94T Poster - Evolutionary Genetics
Thursday June 09, 8:30 PM - 9:15 PM

Rice chromosome architecture at nucleosome-level resolution


Authors:
Amina Kurbidaeva; Michael Purugganan

Affiliation: New York University

Keywords:
Comparative genomics & genome evolution

The three-dimensional structure of genome plays an integral role in gene expression regulation. Chromosomes are partitioned into compartments, characterized by active or repressive chromatin states. Topologically associated domains (TADs) are defined as regions of high chromatin interconnectivity and restrict enhancer-promoter crosstalk maintaining proper gene expression and co-regulation with the domain. In addition, chromatin loops bring into proximity distant regulatory parts of the genome, such as enhancers, promoters, and tethering elements.

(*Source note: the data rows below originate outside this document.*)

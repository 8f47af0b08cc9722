//! compass-core: Core Runtime for Compass
//!
//! Layer2 - 플러그인 오케스트레이션 레이어
//!
//! # 주요 모듈
//!
//! - `command`: 선언적 명령 모델 (`CommandDefinition`) + 디스패치 레지스트리
//! - `plugin`: Plugin 계약과 등록 시스템 (이름/별칭 충돌 검사, 원자적 등록)
//! - `context`: 프로젝트 컨텍스트 감지 (확장 레지스트리, 호환 브릿지)
//! - `shell`: 외부 명령 실행 (제공자 라우팅, 취소 가능 실행)
//!
//! # 사용 예시
//!
//! ```ignore
//! use compass_core::{global_registry, detect_with_plugins, PluginAwareExecutor, Options};
//!
//! // 플러그인 등록
//! let registry = global_registry();
//! registry.register(Arc::new(DockerPlugin::new())).await?;
//!
//! // 컨텍스트 감지
//! let ctx = detect_with_plugins(&registry.list().await).await;
//!
//! // 제공자 라우팅을 거치는 명령 실행
//! let executor = PluginAwareExecutor::new(Options::default());
//! executor.run("docker", &["ps"]).await?;
//! ```

// Core modules
pub mod command;
pub mod context;
pub mod plugin;
pub mod shell;

// Re-exports: Command
pub use command::{
    handler, CommandDefinition, CommandHandler, CommandRegistry, FlagDefinition, FlagKind,
};

// Re-exports: Plugin
pub use plugin::{
    dynamic_completion,
    static_completion,
    // Completion
    CompletionFunc,
    CompletionRegistry,
    // Metadata
    CommandInfo,
    // Traits
    Plugin,
    PluginCapability,
    PluginMetadata,
    // Registry
    global_registry,
    PluginRegistry,
};

// Re-exports: Context
pub use context::{
    detect_with_plugins,
    merge_values,
    populate_compatibility_fields,
    update_extensions_from_compatibility,
    ContainerStatus,
    // Extensions
    ContextExtension,
    // Enums
    DevelopmentMode,
    // Detection
    Detector,
    ExtensionRegistry,
    Location,
    // Context
    ProjectContext,
    DOCKER_EXTENSION,
};

// Re-exports: Shell
pub use shell::{
    global_executor_registry,
    // Traits
    CommandExecutor,
    // Model
    ExecResult,
    // Default executor
    Executor,
    ExecutorProvider,
    // Registry
    ExecutorRegistry,
    Options,
    // Routing wrapper
    PluginAwareExecutor,
    ShellCommand,
    StdioMode,
};

// Layer1 re-exports
pub use compass_foundation::{Config, Error, LoadPhase, Result};

/// Layer2 버전
pub const VERSION: &str = env!("CARGO_PKG_VERSION");

#[cfg(test)]
mod tests {
    use super::*;

    #[test]
    fn test_version() {
        assert!(!VERSION.is_empty());
    }

    #[test]
    fn test_command_exports() {
        let def = CommandDefinition::new("status").with_short("Show status");
        assert_eq!(def.name, "status");
    }

    #[tokio::test]
    async fn test_registry_exports() {
        let registry = PluginRegistry::new();
        assert!(registry.is_empty().await);

        let executors = ExecutorRegistry::new();
        assert!(executors.is_empty().await);
    }

    #[test]
    fn test_shell_exports() {
        let cmd = ShellCommand::new("echo").with_arg("ok");
        assert_eq!(cmd.stdio, StdioMode::Capture);
        assert!(ExecResult::default().success());
    }
}
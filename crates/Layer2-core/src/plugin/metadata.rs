//! Plugin Metadata - 플러그인 메타데이터 정의

use serde::{Deserialize, Serialize};

/// 플러그인이 선언하는 명령 정보 (도움말/목록 표시용)
#[derive(Debug, Clone, Serialize, Deserialize)]
pub struct CommandInfo {
    /// 명령 이름
    pub name: String,

    /// 도움말 그룹화용 카테고리
    pub category: String,

    /// 설명
    pub description: String,
}

impl CommandInfo {
    pub fn new(
        name: impl Into<String>,
        category: impl Into<String>,
        description: impl Into<String>,
    ) -> Self {
        Self {
            name: name.into(),
            category: category.into(),
            description: description.into(),
        }
    }
}

/// 플러그인 메타데이터 - 정체성과 선언된 기여 목록
#[derive(Debug, Clone, Serialize, Deserialize)]
pub struct PluginMetadata {
    /// 고유 플러그인 이름 (불변)
    pub name: String,

    /// 시맨틱 버전 문자열
    pub version: String,

    /// 설명
    pub description: String,

    /// 작성자
    pub author: Option<String>,

    /// 대체 이름들 (이름 대신 사용 가능)
    pub aliases: Vec<String>,

    /// 선언된 명령 목록
    pub commands: Vec<CommandInfo>,
}

impl PluginMetadata {
    /// 새 메타데이터 생성
    pub fn new(name: impl Into<String>, version: impl Into<String>) -> Self {
        Self {
            name: name.into(),
            version: version.into(),
            description: String::new(),
            author: None,
            aliases: vec![],
            commands: vec![],
        }
    }

    /// 빌더 패턴: 설명 설정
    pub fn with_description(mut self, desc: impl Into<String>) -> Self {
        self.description = desc.into();
        self
    }

    /// 빌더 패턴: 작성자 설정
    pub fn with_author(mut self, author: impl Into<String>) -> Self {
        self.author = Some(author.into());
        self
    }

    /// 빌더 패턴: 별칭 추가
    pub fn with_alias(mut self, alias: impl Into<String>) -> Self {
        self.aliases.push(alias.into());
        self
    }

    /// 빌더 패턴: 명령 추가
    pub fn with_command(mut self, command: CommandInfo) -> Self {
        self.commands.push(command);
        self
    }
}
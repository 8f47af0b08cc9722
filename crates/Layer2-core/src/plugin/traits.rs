//! Plugin traits - 핵심 플러그인 인터페이스

use super::completion::CompletionFunc;
use super::metadata::PluginMetadata;
use crate::command::CommandDefinition;
use crate::context::ContextExtension;
use crate::shell::ExecutorProvider;
use compass_foundation::{Config, Result};
use std::collections::HashMap;
use std::sync::Arc;

// ============================================================================
// PluginCapability - 플러그인 기능 열거
// ============================================================================

/// 플러그인이 제공할 수 있는 기능
///
/// 레지스트리는 이 목록으로 기능 제공 여부를 판별하고, 제공하지 않는
/// 기능의 accessor는 호출하지 않습니다.
#[derive(Debug, Clone, Copy, PartialEq, Eq, Hash)]
pub enum PluginCapability {
    /// 프로젝트 컨텍스트에 확장 데이터 기여
    ContributesContext,

    /// CLI 명령 트리에 명령 기여
    ContributesCommands,

    /// 특정 명령을 가로채는 전용 실행자 기여
    ContributesExecutor,

    /// 셸 자동완성 기여
    ContributesCompletions,
}

// ============================================================================
// Plugin Trait - 모든 플러그인이 구현해야 하는 인터페이스
// ============================================================================

/// 플러그인 트레이트
///
/// 생명주기: 프로세스 시작 시 한 번 생성 -> `configure` (설정 주입, 1회)
/// -> `register` (명령 트리 부착, 1회). 등록 이후에는 변경되지 않습니다.
pub trait Plugin: Send + Sync {
    /// 고유 플러그인 이름 (불변)
    fn name(&self) -> &str;

    /// 시맨틱 버전 문자열
    fn version(&self) -> &str;

    /// 설명
    fn description(&self) -> &str;

    /// 플러그인 메타데이터 반환
    fn metadata(&self) -> PluginMetadata;

    /// 플러그인이 제공하는 기능 목록
    fn capabilities(&self) -> Vec<PluginCapability> {
        vec![]
    }

    /// 병합된 설정 트리 주입 (명령 등록 전에 1회 호출)
    fn configure(&self, _config: &Config) -> Result<()> {
        Ok(())
    }

    /// 명령 트리 부착 (1회 호출)
    ///
    /// 기본 구현은 `provide_commands`가 반환한 정의들을 clap 트리에
    /// 추가합니다. 직접 트리를 조작하려면 재정의하세요.
    fn register(&self, mut root: clap::Command) -> Result<clap::Command> {
        for def in self.provide_commands() {
            root = root.subcommand(def.to_clap());
        }
        Ok(root)
    }

    // ========================================================================
    // Capability accessors (제공하지 않으면 기본값 유지)
    // ========================================================================

    /// 컨텍스트 확장 제공 (ContributesContext)
    fn provide_context(&self) -> Option<Arc<dyn ContextExtension>> {
        None
    }

    /// 명령 정의 제공 (ContributesCommands)
    fn provide_commands(&self) -> Vec<CommandDefinition> {
        vec![]
    }

    /// 실행자 제공자 제공 (ContributesExecutor)
    fn provide_executor(&self) -> Option<Arc<dyn ExecutorProvider>> {
        None
    }

    /// 명령별 자동완성 제공 (ContributesCompletions)
    fn provide_completions(&self) -> HashMap<String, CompletionFunc> {
        HashMap::new()
    }
}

These three levels of genome organization can be best characterized by Micro-C, a Hi-C-based method in which micrococcal nuclease is used instead of restriction enzymes to fragment chromatin, enabling nucleosome resolution chromosome folding maps. For the first time to our knowledge, we applied Micro-C to study the 3D genome organization of a plant genome, using Oryza sativa. This allowed us to look into the genome structure of rice with an unprecedented resolution, providing a basis for future comparative genomics studies. An understanding of 3D genome organization will allow us to explain regulatory evolution processes shaping speciation and domestication within the Oryza genus.